Jake stumbled to his feet, feeling the weight of the world settle around his shoulders. He took Clancy’s elbow and steered her out into the hall.
“Sleepwalking?” he demanded the moment the door closed behind them. He couldn’t believe what a chump he was. Even when she’d lied on the stand, he’d figured she only did it to protect her own father. If Tadd was opting for a Twinkie defense like sleepwalking, it meant only one thing: Clancy’d killed Dex Westfall and she damn well knew it.
“Sleepwalking?” Jake demanded again, trying to keep his voice down.
“I guess I shouldn’t expect you to believe me,” Clancy said, jerking her elbow free of his grip. She started down the hall, but he grabbed her shoulder and whirled her around to face him.
He let his gaze rake roughly over her, telling himself not to be fooled by that face of hers with its cute little button of a nose or the crocodile tears in those big brown eyes. He pulled her into the first alcove and blocked her retreat with his body. “Another murder and you just happened to be sleepwalking again?”

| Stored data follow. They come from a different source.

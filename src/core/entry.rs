//! Typed ads.txt entries and the validation data attached to them
//!
//! Entries are produced once by the parser and then replaced, never mutated in
//! place, as they pass through duplicate detection and the sellers.json
//! cross-check. The `with_*` builders consume a record and hand back the
//! enriched value.

use serde::{Serialize, Serializer};
use std::collections::BTreeMap;
use std::fmt;

use crate::sellers::model::Seller;

/// Relationship declared in the third ads.txt field
#[derive(Debug, Clone, Copy, PartialEq, Eq, Hash, PartialOrd, Ord, Serialize)]
#[serde(rename_all = "UPPERCASE")]
pub enum Relationship {
    Direct,
    Reseller,
}

impl Relationship {
    /// Parse a relationship token, ignoring case and surrounding whitespace
    pub fn parse(token: &str) -> Option<Self> {
        match token.trim().to_ascii_uppercase().as_str() {
            "DIRECT" => Some(Relationship::Direct),
            "RESELLER" => Some(Relationship::Reseller),
            _ => None,
        }
    }

    pub fn as_str(&self) -> &'static str {
        match self {
            Relationship::Direct => "DIRECT",
            Relationship::Reseller => "RESELLER",
        }
    }
}

impl fmt::Display for Relationship {
    fn fmt(&self, f: &mut fmt::Formatter<'_>) -> fmt::Result {
        f.write_str(self.as_str())
    }
}

/// Recognized `KEY=value` variable names
#[derive(Debug, Clone, Copy, PartialEq, Eq, Hash, Serialize)]
#[serde(rename_all = "UPPERCASE")]
pub enum VariableType {
    Contact,
    Subdomain,
    InventoryPartnerDomain,
    OwnerDomain,
    ManagerDomain,
}

impl VariableType {
    pub const ALL: [VariableType; 5] = [
        VariableType::Contact,
        VariableType::Subdomain,
        VariableType::InventoryPartnerDomain,
        VariableType::OwnerDomain,
        VariableType::ManagerDomain,
    ];

    /// Case-insensitive lookup of a variable key
    pub fn parse(key: &str) -> Option<Self> {
        let key = key.trim();
        Self::ALL
            .into_iter()
            .find(|variable_type| variable_type.as_str().eq_ignore_ascii_case(key))
    }

    pub fn as_str(&self) -> &'static str {
        match self {
            VariableType::Contact => "CONTACT",
            VariableType::Subdomain => "SUBDOMAIN",
            VariableType::InventoryPartnerDomain => "INVENTORYPARTNERDOMAIN",
            VariableType::OwnerDomain => "OWNERDOMAIN",
            VariableType::ManagerDomain => "MANAGERDOMAIN",
        }
    }
}

impl fmt::Display for VariableType {
    fn fmt(&self, f: &mut fmt::Formatter<'_>) -> fmt::Result {
        f.write_str(self.as_str())
    }
}

#[derive(Debug, Clone, Copy, PartialEq, Eq, Hash, Serialize)]
#[serde(rename_all = "lowercase")]
pub enum Severity {
    Error,
    Warning,
    Info,
}

impl Severity {
    pub fn as_str(&self) -> &'static str {
        match self {
            Severity::Error => "error",
            Severity::Warning => "warning",
            Severity::Info => "info",
        }
    }
}

impl fmt::Display for Severity {
    fn fmt(&self, f: &mut fmt::Formatter<'_>) -> fmt::Result {
        f.write_str(self.as_str())
    }
}

/// Stable validation codes shared by parse errors and cross-check warnings
#[derive(Debug, Clone, Copy, PartialEq, Eq, Hash, PartialOrd, Ord, Serialize)]
#[serde(rename_all = "camelCase")]
pub enum ValidationKey {
    MissingFields,
    InvalidFormat,
    InvalidRelationship,
    InvalidDomain,
    EmptyAccountId,
    InvalidCharacters,
    EmptyFile,
    ImplimentedEntry,
    NoSellersJson,
    DirectAccountIdNotInSellersJson,
    ResellerAccountIdNotInSellersJson,
    DomainMismatch,
    DirectNotPublisher,
    SellerIdNotUnique,
    ResellerNotIntermediary,
    SellersJsonValidationError,
}

impl ValidationKey {
    pub const ALL: [ValidationKey; 16] = [
        ValidationKey::MissingFields,
        ValidationKey::InvalidFormat,
        ValidationKey::InvalidRelationship,
        ValidationKey::InvalidDomain,
        ValidationKey::EmptyAccountId,
        ValidationKey::InvalidCharacters,
        ValidationKey::EmptyFile,
        ValidationKey::ImplimentedEntry,
        ValidationKey::NoSellersJson,
        ValidationKey::DirectAccountIdNotInSellersJson,
        ValidationKey::ResellerAccountIdNotInSellersJson,
        ValidationKey::DomainMismatch,
        ValidationKey::DirectNotPublisher,
        ValidationKey::SellerIdNotUnique,
        ValidationKey::ResellerNotIntermediary,
        ValidationKey::SellersJsonValidationError,
    ];

    pub fn as_str(&self) -> &'static str {
        match self {
            ValidationKey::MissingFields => "missingFields",
            ValidationKey::InvalidFormat => "invalidFormat",
            ValidationKey::InvalidRelationship => "invalidRelationship",
            ValidationKey::InvalidDomain => "invalidDomain",
            ValidationKey::EmptyAccountId => "emptyAccountId",
            ValidationKey::InvalidCharacters => "invalidCharacters",
            ValidationKey::EmptyFile => "emptyFile",
            ValidationKey::ImplimentedEntry => "implimentedEntry",
            ValidationKey::NoSellersJson => "noSellersJson",
            ValidationKey::DirectAccountIdNotInSellersJson => "directAccountIdNotInSellersJson",
            ValidationKey::ResellerAccountIdNotInSellersJson => {
                "resellerAccountIdNotInSellersJson"
            }
            ValidationKey::DomainMismatch => "domainMismatch",
            ValidationKey::DirectNotPublisher => "directNotPublisher",
            ValidationKey::SellerIdNotUnique => "sellerIdNotUnique",
            ValidationKey::ResellerNotIntermediary => "resellerNotIntermediary",
            ValidationKey::SellersJsonValidationError => "sellersJsonValidationError",
        }
    }

    pub fn default_severity(&self) -> Severity {
        match self {
            ValidationKey::MissingFields
            | ValidationKey::InvalidFormat
            | ValidationKey::InvalidRelationship
            | ValidationKey::InvalidDomain
            | ValidationKey::EmptyAccountId
            | ValidationKey::InvalidCharacters
            | ValidationKey::EmptyFile => Severity::Error,
            ValidationKey::ImplimentedEntry => Severity::Info,
            _ => Severity::Warning,
        }
    }
}

impl fmt::Display for ValidationKey {
    fn fmt(&self, f: &mut fmt::Formatter<'_>) -> fmt::Result {
        f.write_str(self.as_str())
    }
}

/// A single warning with its message placeholders
#[derive(Debug, Clone, PartialEq, Eq, Serialize)]
pub struct Warning {
    pub key: ValidationKey,
    pub params: BTreeMap<String, String>,
    pub severity: Severity,
}

impl Warning {
    pub fn new(key: ValidationKey) -> Self {
        Self {
            key,
            params: BTreeMap::new(),
            severity: key.default_severity(),
        }
    }

    pub fn with_param(mut self, name: &str, value: impl Into<String>) -> Self {
        self.params.insert(name.to_string(), value.into());
        self
    }
}

/// Three-valued check outcome; `NotApplicable` is never a synonym for `No`
#[derive(Debug, Clone, Copy, PartialEq, Eq)]
pub enum TriState {
    Yes,
    No,
    NotApplicable,
}

impl TriState {
    pub fn from_bool(value: bool) -> Self {
        if value {
            TriState::Yes
        } else {
            TriState::No
        }
    }

    pub fn as_option(self) -> Option<bool> {
        match self {
            TriState::Yes => Some(true),
            TriState::No => Some(false),
            TriState::NotApplicable => None,
        }
    }

    pub fn is_no(self) -> bool {
        self == TriState::No
    }
}

impl Serialize for TriState {
    fn serialize<S: Serializer>(&self, serializer: S) -> Result<S::Ok, S::Error> {
        self.as_option().serialize(serializer)
    }
}

/// Per-record outcome of the sellers.json cross-check
#[derive(Debug, Clone, PartialEq, Serialize)]
#[serde(rename_all = "camelCase")]
pub struct ValidationResult {
    pub has_seller_json: TriState,
    pub direct_account_id_in_sellers_json: TriState,
    pub direct_domain_matches_seller_json_entry: TriState,
    pub direct_entry_has_publisher_type: TriState,
    pub direct_seller_id_is_unique: TriState,
    pub reseller_account_id_in_sellers_json: TriState,
    pub reseller_domain_matches_seller_json_entry: TriState,
    pub reseller_entry_has_intermediary_type: TriState,
    pub reseller_seller_id_is_unique: TriState,
    pub seller_data: Option<Seller>,
}

impl ValidationResult {
    /// A result where every check is indeterminate
    pub fn indeterminate() -> Self {
        Self {
            has_seller_json: TriState::NotApplicable,
            direct_account_id_in_sellers_json: TriState::NotApplicable,
            direct_domain_matches_seller_json_entry: TriState::NotApplicable,
            direct_entry_has_publisher_type: TriState::NotApplicable,
            direct_seller_id_is_unique: TriState::NotApplicable,
            reseller_account_id_in_sellers_json: TriState::NotApplicable,
            reseller_domain_matches_seller_json_entry: TriState::NotApplicable,
            reseller_entry_has_intermediary_type: TriState::NotApplicable,
            reseller_seller_id_is_unique: TriState::NotApplicable,
            seller_data: None,
        }
    }
}

/// An ads.txt data line: `domain, account_id, relationship[, authority_id]`
#[derive(Debug, Clone, PartialEq, Serialize)]
pub struct Record {
    pub domain: String,
    pub account_id: String,
    pub account_type: String,
    #[serde(skip_serializing_if = "Option::is_none")]
    pub relationship: Option<Relationship>,
    #[serde(skip_serializing_if = "Option::is_none")]
    pub certification_authority_id: Option<String>,
    pub line_number: usize,
    pub raw_line: String,
    pub is_valid: bool,
    #[serde(skip_serializing_if = "Option::is_none")]
    pub error: Option<String>,
    #[serde(skip_serializing_if = "Option::is_none")]
    pub validation_key: Option<ValidationKey>,
    #[serde(skip_serializing_if = "Option::is_none")]
    pub severity: Option<Severity>,
    pub has_warning: bool,
    #[serde(skip_serializing_if = "Option::is_none")]
    pub warning: Option<ValidationKey>,
    #[serde(skip_serializing_if = "BTreeMap::is_empty")]
    pub warning_params: BTreeMap<String, String>,
    #[serde(skip_serializing_if = "Vec::is_empty")]
    pub all_warnings: Vec<Warning>,
    #[serde(skip_serializing_if = "Option::is_none")]
    pub duplicate_domain: Option<String>,
    #[serde(skip_serializing_if = "Option::is_none")]
    pub validation_results: Option<ValidationResult>,
}

impl Record {
    /// Create a valid record with no warnings attached
    pub fn new(
        domain: impl Into<String>,
        account_id: impl Into<String>,
        account_type: impl Into<String>,
        relationship: Option<Relationship>,
        certification_authority_id: Option<String>,
        line_number: usize,
        raw_line: impl Into<String>,
    ) -> Self {
        Self {
            domain: domain.into(),
            account_id: account_id.into(),
            account_type: account_type.into(),
            relationship,
            certification_authority_id,
            line_number,
            raw_line: raw_line.into(),
            is_valid: true,
            error: None,
            validation_key: None,
            severity: None,
            has_warning: false,
            warning: None,
            warning_params: BTreeMap::new(),
            all_warnings: Vec::new(),
            duplicate_domain: None,
            validation_results: None,
        }
    }

    /// Mark the record invalid with a structural error
    pub fn with_error(mut self, key: ValidationKey) -> Self {
        self.is_valid = false;
        self.error = Some(key.as_str().to_string());
        self.validation_key = Some(key);
        self.severity = Some(key.default_severity());
        self
    }

    /// Flag the record as already implemented in the cached ads.txt of `publisher_domain`
    pub fn with_duplicate(mut self, publisher_domain: &str) -> Self {
        self.push_warning(
            Warning::new(ValidationKey::ImplimentedEntry).with_param("domain", publisher_domain),
        );
        self.duplicate_domain = Some(publisher_domain.to_string());
        self
    }

    /// Attach a cross-check result and its warnings
    ///
    /// A warning already present (the duplicate flag) stays first; the legacy
    /// single-warning fields always mirror `all_warnings[0]`.
    pub fn with_validation(mut self, result: ValidationResult, warnings: Vec<Warning>) -> Self {
        self.validation_results = Some(result);
        for warning in warnings {
            self.push_warning(warning);
        }
        self
    }

    fn push_warning(&mut self, warning: Warning) {
        if self.all_warnings.is_empty() {
            self.warning = Some(warning.key);
            self.warning_params = warning.params.clone();
            self.validation_key = Some(warning.key);
            self.severity = Some(warning.severity);
        }
        self.has_warning = true;
        self.all_warnings.push(warning);
    }

    /// Identity used for duplicate detection and optimizer dedup:
    /// lowercased domain, case-sensitive account id, relationship.
    pub fn duplicate_key(&self) -> Option<String> {
        let relationship = self.relationship?;
        Some(format!(
            "{}|{}|{}",
            self.domain.trim().to_lowercase(),
            self.account_id.trim(),
            relationship
        ))
    }

    pub fn is_duplicate(&self) -> bool {
        self.duplicate_domain.is_some()
    }
}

Clancy found her gaze locked spellbound with his. There was something commanding about him. He demanded her attention, and ever since she was a girl, she’d been unable to deny him. She looked into his eyes; they darkened like thunderheads banked out over the lake. Everything about him, from his eyes to the hard line of his body, warned her of the storm he was about to bring into her life. Jake Hawkins was a dangerous man, one she’d be a fool to trifle with.